Contents
- Week1
- 1 Setting up your Machine Learning Application
- 2 Regularizing your Neural Network
- 3 Setting Up your Optimization Problem
- Week2
- 1 Optimization Algorithms
- 1.1 Mini-batch Gradient Descent
- 1.2 Understanding Mini-batch Gradient Descent
- 1.3 Exponentially Weighted Moving Averages
- 1.4 Understanding Exponentially Weighted Averages
- 1.5 Bias Correction in Exponentially Weighted Averages
- 1.6 Gradient Descent with Momentum
- 1.7 RMSprop
- 1.8 Adam Optimization Algorithm
- 1.9 Learning Rate Decay
- 1.10 The Problem of Local Optima
- Week 3
- 1 Parameter Tuning
- 2 Batch normalization
- 3 Multi-class Classification
- 4 Introduction to Programming Frameworks
- 5 Homework
- Reference
Week1
1 Setting up your Machine Learning Application
1.1 Train/Dev/Test sets
- Train and dev set don’t need to be 70% - 30%. (Dev set just needs to be big enough for us to evaluate. )
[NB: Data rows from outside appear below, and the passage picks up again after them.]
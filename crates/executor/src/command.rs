//! Commands and their outputs
//!
//! A [`Command`] is one store call in serializable form: the operation
//! name plus its argument collection. On the wire it is adjacently tagged:
//!
//! ```json
//! {"op": "buy_books", "args": {"copies": [{"isbn": 3044560, "quantity": 5}]}}
//! {"op": "get_books"}
//! ```

use bookstore_core::{Book, BookCopy, BookRating, EditorPick, Isbn, StockRecord};
use serde::{Deserialize, Serialize};

/// One store operation with its arguments
#[derive(Debug, Clone, PartialEq, Serialize, Deserialize)]
#[serde(tag = "op", content = "args", rename_all = "snake_case")]
pub enum Command {
    // Inventory management
    /// Insert new records
    AddBooks {
        /// Records to insert
        books: Vec<StockRecord>,
    },
    /// Restock
    AddCopies {
        /// (isbn, quantity) line items
        copies: Vec<BookCopy>,
    },
    /// Set or clear editor-pick flags
    UpdateEditorPicks {
        /// (isbn, flag) line items
        picks: Vec<EditorPick>,
    },
    /// Every full record
    GetBooks,
    /// Full records for the given ISBNs
    GetBooksByIsbn {
        /// Requested ISBNs
        isbns: Vec<Isbn>,
    },
    /// Records that missed a sale
    GetBooksInDemand,
    /// Clear the catalog
    RemoveAllBooks,

    // Storefront
    /// Buy copies
    BuyBooks {
        /// (isbn, quantity) line items
        copies: Vec<BookCopy>,
    },
    /// Buyer-facing view of the given ISBNs
    GetStorefrontBooks {
        /// Requested ISBNs
        isbns: Vec<Isbn>,
    },
    /// Sample editor picks
    GetEditorPicks {
        /// Sample size
        count: usize,
    },
    /// Record ratings
    RateBooks {
        /// (isbn, rating) line items
        ratings: Vec<BookRating>,
    },
    /// Best-rated books
    GetTopRatedBooks {
        /// Maximum number of books
        count: usize,
    },
}

impl Command {
    /// Wire name of the operation
    pub fn name(&self) -> &'static str {
        match self {
            Command::AddBooks { .. } => "add_books",
            Command::AddCopies { .. } => "add_copies",
            Command::UpdateEditorPicks { .. } => "update_editor_picks",
            Command::GetBooks => "get_books",
            Command::GetBooksByIsbn { .. } => "get_books_by_isbn",
            Command::GetBooksInDemand => "get_books_in_demand",
            Command::RemoveAllBooks => "remove_all_books",
            Command::BuyBooks { .. } => "buy_books",
            Command::GetStorefrontBooks { .. } => "get_storefront_books",
            Command::GetEditorPicks { .. } => "get_editor_picks",
            Command::RateBooks { .. } => "rate_books",
            Command::GetTopRatedBooks { .. } => "get_top_rated_books",
        }
    }

    /// Whether re-issuing the command after an unknown outcome is safe
    ///
    /// Reads and the administrative reset are idempotent. Every other
    /// write changes counters or the key set each time it lands, so only
    /// the caller may decide to send it again.
    pub fn is_idempotent(&self) -> bool {
        match self {
            Command::GetBooks
            | Command::GetBooksByIsbn { .. }
            | Command::GetBooksInDemand
            | Command::GetStorefrontBooks { .. }
            | Command::GetEditorPicks { .. }
            | Command::GetTopRatedBooks { .. }
            | Command::RemoveAllBooks => true,
            Command::AddBooks { .. }
            | Command::AddCopies { .. }
            | Command::UpdateEditorPicks { .. }
            | Command::BuyBooks { .. }
            | Command::RateBooks { .. } => false,
        }
    }
}

/// Result of a successful command
#[derive(Debug, Clone, PartialEq, Serialize, Deserialize)]
#[serde(rename_all = "snake_case")]
pub enum Output {
    /// Write applied
    Unit,
    /// Number of records affected
    Count(usize),
    /// Full records, ascending by ISBN unless the operation says otherwise
    StockRecords(Vec<StockRecord>),
    /// Buyer-facing views
    Books(Vec<Book>),
}
//! Remote Boundary Tests
//!
//! The command protocol carries results and structured errors end-to-end,
//! and a remote client shares the catalog with local callers.

use crate::*;
use bookstore::{Command, Output};
use serde_json::{json, Value};

#[test]
fn test_json_protocol_scenario() {
    let store = BookStore::new();
    let executor = store.executor();

    let add = json!({
        "op": "add_books",
        "args": {"books": [{
            "isbn": TEST_ISBN,
            "title": "Test of Thrones",
            "author": "George RR Testin'",
            "price": 10.0,
            "num_copies": 5,
            "num_sale_misses": 0,
            "num_times_rated": 0,
            "total_rating": 0,
            "editor_pick": false
        }]}
    });
    let response: Value = serde_json::from_str(&executor.handle_json(&add.to_string())).unwrap();
    assert_eq!(response, json!({"status": "ok", "output": "unit"}));

    let buy = json!({"op": "buy_books", "args": {"copies": [{"isbn": TEST_ISBN, "quantity": 6}]}});
    let response: Value = serde_json::from_str(&executor.handle_json(&buy.to_string())).unwrap();
    assert_eq!(response["status"], "error");
    assert_eq!(response["error"]["code"], "InsufficientStock");
    assert_eq!(
        response["error"]["details"],
        json!({"isbn": TEST_ISBN, "requested": 6, "available": 5})
    );

    let get = json!({"op": "get_books"});
    let response: Value = serde_json::from_str(&executor.handle_json(&get.to_string())).unwrap();
    assert_eq!(response["output"]["stock_records"][0]["num_copies"], 5);
}

#[test]
fn test_remote_and_local_share_catalog() {
    let store = BookStore::builder().global_lock().build();
    let remote = store.remote();

    store.stock_manager().add_books(vec![book(1, 10)]).unwrap();
    remote.buy_books(&copies(&[(1, 4)])).unwrap();
    assert_eq!(store.stock_manager().get_books().unwrap()[0].num_copies, 6);

    remote.remove_all_books().unwrap();
    assert!(store.stock_manager().get_books().unwrap().is_empty());
}

#[test]
fn test_remote_errors_match_local() {
    let store = BookStore::new();
    let local = store.storefront();
    let remote = store.remote();
    store.stock_manager().add_books(vec![book(TEST_ISBN, NUM_COPIES)]).unwrap();

    let requests = vec![
        copies(&[(TEST_ISBN, 6)]),
        copies(&[(TEST_ISBN, -6)]),
        copies(&[(TEST_ISBN, 1), (TEST_ISBN, 1)]),
        copies(&[(TEST_ISBN, 1), (12, 1)]),
    ];
    for request in requests {
        let local_err = local.buy_books(&request).unwrap_err();
        let remote_err = remote.buy_books(&request).unwrap_err();
        assert_eq!(remote_err, local_err, "request {:?}", request);
    }
    assert_eq!(store.stock_manager().get_books().unwrap()[0].num_copies, NUM_COPIES);
}

#[test]
fn test_commands_execute_directly() {
    let store = BookStore::new();
    let executor = store.executor();

    let output = executor
        .execute(Command::AddBooks {
            books: vec![book(1, 1), book(2, 1)],
        })
        .unwrap();
    assert_eq!(output, Output::Unit);
    assert_eq!(executor.execute(Command::RemoveAllBooks).unwrap(), Output::Count(2));
}

#[test]
fn test_retry_contract() {
    let writes = [
        Command::AddBooks { books: vec![] },
        Command::AddCopies { copies: vec![] },
        Command::BuyBooks { copies: vec![] },
        Command::UpdateEditorPicks { picks: vec![] },
        Command::RateBooks { ratings: vec![] },
    ];
    assert!(writes.iter().all(|c| !c.is_idempotent()));

    let safe = [
        Command::GetBooks,
        Command::GetBooksByIsbn { isbns: vec![] },
        Command::GetEditorPicks { count: 1 },
        Command::RemoveAllBooks,
    ];
    assert!(safe.iter().all(Command::is_idempotent));
}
- Make sure dev and test set come from same distribution. (Deep learning model needs to be fed lots of data to train, so sometime we need web crawler to get more data, which comes from different distribution. This rule of thumb can make that the progress in machine learning algorithm will be faster. )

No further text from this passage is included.